Draft semantics of concurrency and foreign calls.

Note: This document assumes that every function takes exactly one argument. Just imagine that it's the last argument in a fully saturated call.

Foreign export asynchronous

Suppose that a Haskell function f is exported to JavaScript asynchronously (which might be the default). When JavaScript calls the exported function with argument v, it has the effect of performing the IO action ⟦f⟧ v, where the translation ⟦f⟧ is defined as follows:

⟦f⟧ v = do
   p <- allocate new promise
   let run_f = case try (return $ f $ jsToHaskell v) of
                 Left exn -> p.fails (exnToJS exn)
                 Right a  -> p.succeeds (haskellToJS a)
   forkIO run_f
   return p -- returned to JavaScript

Not specified here is whether the scheduler is allowed to steal a few cycles to run previously forked threads.

N.B. This is just a semantics. We certainly have the option of implementing the entire action completely in the runtime system.

Not yet specified: What is the API by which JavaScript would call an asynchronously exported Haskell function? Would it, for example, use API functions to construct a Haskell closure, then evaluate it?

Foreign import asynchronous

Suppose that a JavaScript function g is imported asynchronously (which might be the default). Let types a and b stand for two unknown but fixed types. The JavaScript function expects an argument of type a and returns a Promise that (if successful) eventually delivers a value of type b. When a Haskell thunk of the form g e is forced (evaluated), the machine performs the following monadic action, the result of which is (eventually) written into the thunk.

do let v = haskellToJS e  -- evaluates e, converts result to JavaScript
  p <- g v               -- call returns a `Promise`, "immediately"
  m <- newEmptyMVar
  ... juju to associate m with p ... -- RTS primitive?
  result <- takeMVar m
  case result of Left fails -> ... raise asynchronous exception ...
                  Right b -> return $ jsToHaskell v

CPU sharing

Suppose GHC wishes to say politely to the JavaScript engine, "every so often I would like to use the CPU for a bounded time." It looks like Haskell would need to add a message to the JavaScript message queue, such that the function associated with that messages is "run Haskell for N ticks." Is the right API to call setTimeout with a delay of 0 seconds?

Concurrency sketch

Let's suppose the state of a Haskell machine has these components:

  • F ("fuel") is the number of ticks a Haskell thread can execute before returning control to JavaScript. This component is present only when Haskell code is running.

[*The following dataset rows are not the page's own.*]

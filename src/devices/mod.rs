// Oscilloscope backends. Each one implements the crate's Oscilloscope contract on top of an
// InstrumentChannel, so the acquisition loop never sees vendor command sets.

pub mod lecroy;
pub mod sds1202x;

#[cfg(test)]
pub(crate) mod script {

	use std::collections::VecDeque;

	use crate::error::{Error, Result};
	use crate::instrument::InstrumentChannel;

	// Records every command and answers queries and block reads from canned responses
	#[derive(Default)]
	pub struct ScriptedChannel {
		pub sent: Vec<String>,
		pub responses: VecDeque<String>,
		pub blocks: VecDeque<Vec<u8>>,
		pub closes: usize,
	}

	impl ScriptedChannel {
		pub fn respond(mut self, response:&str) -> Self {
			self.responses.push_back(response.to_owned());
			self
		}

		pub fn block(mut self, block:Vec<u8>) -> Self {
			self.blocks.push_back(block);
			self
		}
	}

	impl InstrumentChannel for ScriptedChannel {
		fn send_command(&mut self, text:&str) -> Result<()> {
			self.sent.push(text.to_owned());
			Ok(())
		}

		fn query(&mut self, text:&str) -> Result<String> {
			self.sent.push(text.to_owned());
			self.responses.pop_front().ok_or_else(|| Error::Timeout(text.to_owned()))
		}

		fn read_raw_block(&mut self) -> Result<Vec<u8>> {
			self.blocks.pop_front().ok_or_else(|| Error::Timeout("raw block read".to_owned()))
		}

		fn close(&mut self) -> Result<()> {
			self.closes += 1;
			Ok(())
		}
	}

}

  • R ("running") is either the currently running Haskell thread, or if no thread is currently running, it is • ("nothing")

  • Q ("run queue") is a collection of runnable threads.

  • H ("heap") is the Haskell heap, which may contain MVars and threads that are blocked on them.

Components R and H are used linearly, so they can be stored in global mutable state.

The machine will enjoy a set of labeled transitions such as are described in Simon PJ's paper on the "Awkward Squad." Call these the "standard transitions." (The awkward-squad machine state is a single term, formed by the parallel composition of R with all the threads of Q and all the MVars of H. The awkward squad doesn't care about order, but we do.) To specify the standard transitions, we could add an additional clock that tells the machine when to switch the running thread R out for a new thread from the queue. Or we could leave the context switch nondeterministic, as it is in the awkward-squad paper. Whatever seems useful.

Every state transition has the potential use to fuel. Fuel might actually be implemented using an allocation clock, but for semantics purposes, we can simply decrement fuel at each state transition, then gate the standard transitions on the condition F > 0.

At a high level, every invocation of Haskell looks the same: JavaScript starts the Haskell machine in a state ⟨F, •, Q, H⟩, and the Haskell machine makes repeated state transitions until it reaches one of two stopping states:

  • ⟨F',•, [], H'⟩: no Haskell threads are left to run

  • ⟨0, ̧R', Q', H'⟩: fuel is exhausted, in which case the machine moves the currently running thread onto the run queue, reaching state ⟨0, ̧•, R':Q', H'⟩

Once one of these states is reached, GHC's runtime system takes two actions:

  1. It allocates a polite request for the CPU and puts that request on the JavaScript message queue, probably using setTimeout with a delay of 0 seconds.

  2. It returns control to JavaScript.